(Saved entries)
/---
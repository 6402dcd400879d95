//! Request context types.
//!
//! The [`RequestContext`] carries request metadata from the transport into
//! procedures, the context factory and the error hook.

use http::{HeaderMap, Method, Uri};
use serde::{Deserialize, Serialize};
use std::time::Instant;
use uuid::Uuid;

/// Header consulted for a caller-supplied request id.
pub const REQUEST_ID_HEADER: &str = "x-request-id";

/// A unique identifier for each request, using UUID v7.
///
/// UUID v7 is time-ordered, which makes it ideal for request tracking
/// and log correlation.
///
/// # Example
///
/// ```
/// use openproc_core::RequestId;
///
/// let id = RequestId::new();
/// println!("Request ID: {}", id);
/// ```
#[derive(Debug, Clone, Copy, PartialEq, Eq, Hash, Serialize, Deserialize)]
#[serde(transparent)]
pub struct RequestId(Uuid);

impl RequestId {
    /// Creates a new unique request ID using UUID v7.
    #[must_use]
    pub fn new() -> Self {
        Self(Uuid::now_v7())
    }

    /// Creates a `RequestId` from an existing UUID.
    #[must_use]
    pub const fn from_uuid(uuid: Uuid) -> Self {
        Self(uuid)
    }

    /// Reuses a well-formed `x-request-id` header, or generates a new id.
    #[must_use]
    pub fn from_headers(headers: &HeaderMap) -> Self {
        headers
            .get(REQUEST_ID_HEADER)
            .and_then(|v| v.to_str().ok())
            .and_then(|v| Uuid::parse_str(v).ok())
            .map_or_else(Self::new, Self)
    }

    /// Returns the underlying UUID.
    #[must_use]
    pub const fn as_uuid(&self) -> &Uuid {
        &self.0
    }
}

impl Default for RequestId {
    fn default() -> Self {
        Self::new()
    }
}

impl std::fmt::Display for RequestId {
    fn fmt(&self, f: &mut std::fmt::Formatter<'_>) -> std::fmt::Result {
        write!(f, "{}", self.0)
    }
}

impl From<Uuid> for RequestId {
    fn from(uuid: Uuid) -> Self {
        Self(uuid)
    }
}

/// Per-request metadata.
///
/// # Example
///
/// ```
/// use openproc_core::RequestContext;
/// use http::{HeaderMap, Method, Uri};
///
/// let ctx = RequestContext::new(Method::GET, Uri::from_static("/users/1?x=2"), HeaderMap::new())
///     .with_procedure_id("getUser");
/// assert_eq!(ctx.path(), "/users/1");
/// assert_eq!(ctx.query(), Some("x=2"));
/// assert_eq!(ctx.procedure_id(), Some("getUser"));
/// ```
#[derive(Debug, Clone)]
pub struct RequestContext {
    request_id: RequestId,
    method: Method,
    uri: Uri,
    headers: HeaderMap,
    procedure_id: Option<String>,
    started_at: Instant,
}

impl RequestContext {
    /// Creates a request context, taking the request id from the headers when
    /// one is supplied.
    #[must_use]
    pub fn new(method: Method, uri: Uri, headers: HeaderMap) -> Self {
        Self {
            request_id: RequestId::from_headers(&headers),
            method,
            uri,
            headers,
            procedure_id: None,
            started_at: Instant::now(),
        }
    }

    /// Creates a context for tests: `GET /` with no headers.
    #[must_use]
    pub fn mock() -> Self {
        Self::new(Method::GET, Uri::from_static("/"), HeaderMap::new())
    }

    /// Returns a new context with the specified request id.
    #[must_use]
    pub fn with_request_id(mut self, request_id: RequestId) -> Self {
        self.request_id = request_id;
        self
    }

    /// Returns a new context with the matched procedure id.
    #[must_use]
    pub fn with_procedure_id(mut self, procedure_id: impl Into<String>) -> Self {
        self.procedure_id = Some(procedure_id.into());
        self
    }

    /// Returns the request ID.
    #[must_use]
    pub const fn request_id(&self) -> RequestId {
        self.request_id
    }

    /// Returns the HTTP method.
    #[must_use]
    pub fn method(&self) -> &Method {
        &self.method
    }

    /// Returns the request URI.
    #[must_use]
    pub fn uri(&self) -> &Uri {
        &self.uri
    }

    /// Returns the URI path.
    #[must_use]
    pub fn path(&self) -> &str {
        self.uri.path()
    }

    /// Returns the raw query string.
    #[must_use]
    pub fn query(&self) -> Option<&str> {
        self.uri.query()
    }

    /// Returns the request headers.
    #[must_use]
    pub fn headers(&self) -> &HeaderMap {
        &self.headers
    }

    /// Returns a header value as a string.
    #[must_use]
    pub fn header(&self, name: &str) -> Option<&str> {
        self.headers.get(name).and_then(|v| v.to_str().ok())
    }

    /// Returns the matched procedure id, if routing succeeded.
    #[must_use]
    pub fn procedure_id(&self) -> Option<&str> {
        self.procedure_id.as_deref()
    }

    /// Returns the elapsed time since the request started.
    #[must_use]
    pub fn elapsed(&self) -> std::time::Duration {
        self.started_at.elapsed()
    }
}

#[cfg(test)]
mod tests {
    use super::*;
    use http::HeaderValue;

    #[test]
    fn test_request_id_new_generates_unique_ids() {
        let id1 = RequestId::new();
        let id2 = RequestId::new();
        assert_ne!(id1, id2, "Each RequestId should be unique");
    }

    #[test]
    fn test_request_id_display() {
        let display = RequestId::new().to_string();
        assert_eq!(display.len(), 36, "UUID string should be 36 characters");
    }

    #[test]
    fn test_request_id_from_headers() {
        let uuid = Uuid::now_v7();
        let mut headers = HeaderMap::new();
        headers.insert(
            REQUEST_ID_HEADER,
            HeaderValue::from_str(&uuid.to_string()).unwrap(),
        );
        assert_eq!(*RequestId::from_headers(&headers).as_uuid(), uuid);

        headers.insert(REQUEST_ID_HEADER, HeaderValue::from_static("not-a-uuid"));
        assert_ne!(*RequestId::from_headers(&headers).as_uuid(), uuid);
    }

    #[test]
    fn test_request_id_serialization() {
        let id = RequestId::new();
        let json = serde_json::to_string(&id).expect("serialization should work");
        let parsed: RequestId = serde_json::from_str(&json).expect("deserialization should work");
        assert_eq!(id, parsed);
    }

    #[test]
    fn test_request_context_accessors() {
        let mut headers = HeaderMap::new();
        headers.insert("authorization", HeaderValue::from_static("Bearer t"));
        let ctx = RequestContext::new(
            Method::POST,
            Uri::from_static("/users?dry_run=true"),
            headers,
        );

        assert_eq!(ctx.method(), &Method::POST);
        assert_eq!(ctx.path(), "/users");
        assert_eq!(ctx.query(), Some("dry_run=true"));
        assert_eq!(ctx.header("authorization"), Some("Bearer t"));
        assert!(ctx.procedure_id().is_none());
    }

    #[test]
    fn test_request_context_elapsed() {
        let ctx = RequestContext::mock();
        std::thread::sleep(std::time::Duration::from_millis(10));
        assert!(ctx.elapsed() >= std::time::Duration::from_millis(10));
    }
}
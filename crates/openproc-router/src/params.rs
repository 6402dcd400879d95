//! Path parameter storage.
//!
//! Extracted parameters are kept in a small vector so that the common case
//! (1-4 parameters) never touches the heap for the container itself.

use smallvec::SmallVec;

/// Maximum number of parameters stored inline (stack allocated).
const INLINE_PARAMS: usize = 4;

/// Decoded path parameters from a route match, in template order.
///
/// # Example
///
/// ```rust
/// use openproc_router::Params;
///
/// let mut params = Params::new();
/// params.push("userId", "123");
/// params.push("action", "view");
///
/// assert_eq!(params.get("userId"), Some("123"));
/// assert_eq!(params.get("action"), Some("view"));
/// assert_eq!(params.get("unknown"), None);
/// ```
#[derive(Debug, Clone, PartialEq, Eq, Default)]
pub struct Params {
    inner: SmallVec<[(String, String); INLINE_PARAMS]>,
}

impl Params {
    /// Creates a new empty parameter set.
    #[must_use]
    pub fn new() -> Self {
        Self::default()
    }

    /// Creates a params set with the given capacity.
    #[must_use]
    pub fn with_capacity(capacity: usize) -> Self {
        Self {
            inner: SmallVec::with_capacity(capacity),
        }
    }

    /// Adds a parameter to the set.
    pub fn push(&mut self, name: impl Into<String>, value: impl Into<String>) {
        self.inner.push((name.into(), value.into()));
    }

    /// Returns the value for a parameter by name.
    #[must_use]
    pub fn get(&self, name: &str) -> Option<&str> {
        self.inner
            .iter()
            .find(|(n, _)| n == name)
            .map(|(_, v)| v.as_str())
    }

    /// Returns true if there are no parameters.
    #[must_use]
    pub fn is_empty(&self) -> bool {
        self.inner.is_empty()
    }

    /// Returns the number of parameters.
    #[must_use]
    pub fn len(&self) -> usize {
        self.inner.len()
    }

    /// Returns an iterator over `(name, value)` pairs in template order.
    pub fn iter(&self) -> impl Iterator<Item = (&str, &str)> {
        self.inner.iter().map(|(n, v)| (n.as_str(), v.as_str()))
    }
}

impl<'a> IntoIterator for &'a Params {
    type Item = (&'a str, &'a str);
    type IntoIter = std::iter::Map<
        std::slice::Iter<'a, (String, String)>,
        fn(&'a (String, String)) -> (&'a str, &'a str),
    >;

    fn into_iter(self) -> Self::IntoIter {
        self.inner.iter().map(|(n, v)| (n.as_str(), v.as_str()))
    }
}

impl FromIterator<(String, String)> for Params {
    fn from_iter<I: IntoIterator<Item = (String, String)>>(iter: I) -> Self {
        Self {
            inner: iter.into_iter().collect(),
        }
    }
}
\---
● WHAT THE EXERCISE ASKS:
Which lines above contain the word "getUser"? List them.

● EXERCISE RESPONSE:
///     .with_procedure_id("getUser");
/// assert_eq!(ctx.procedure_id(), Some("getUser"));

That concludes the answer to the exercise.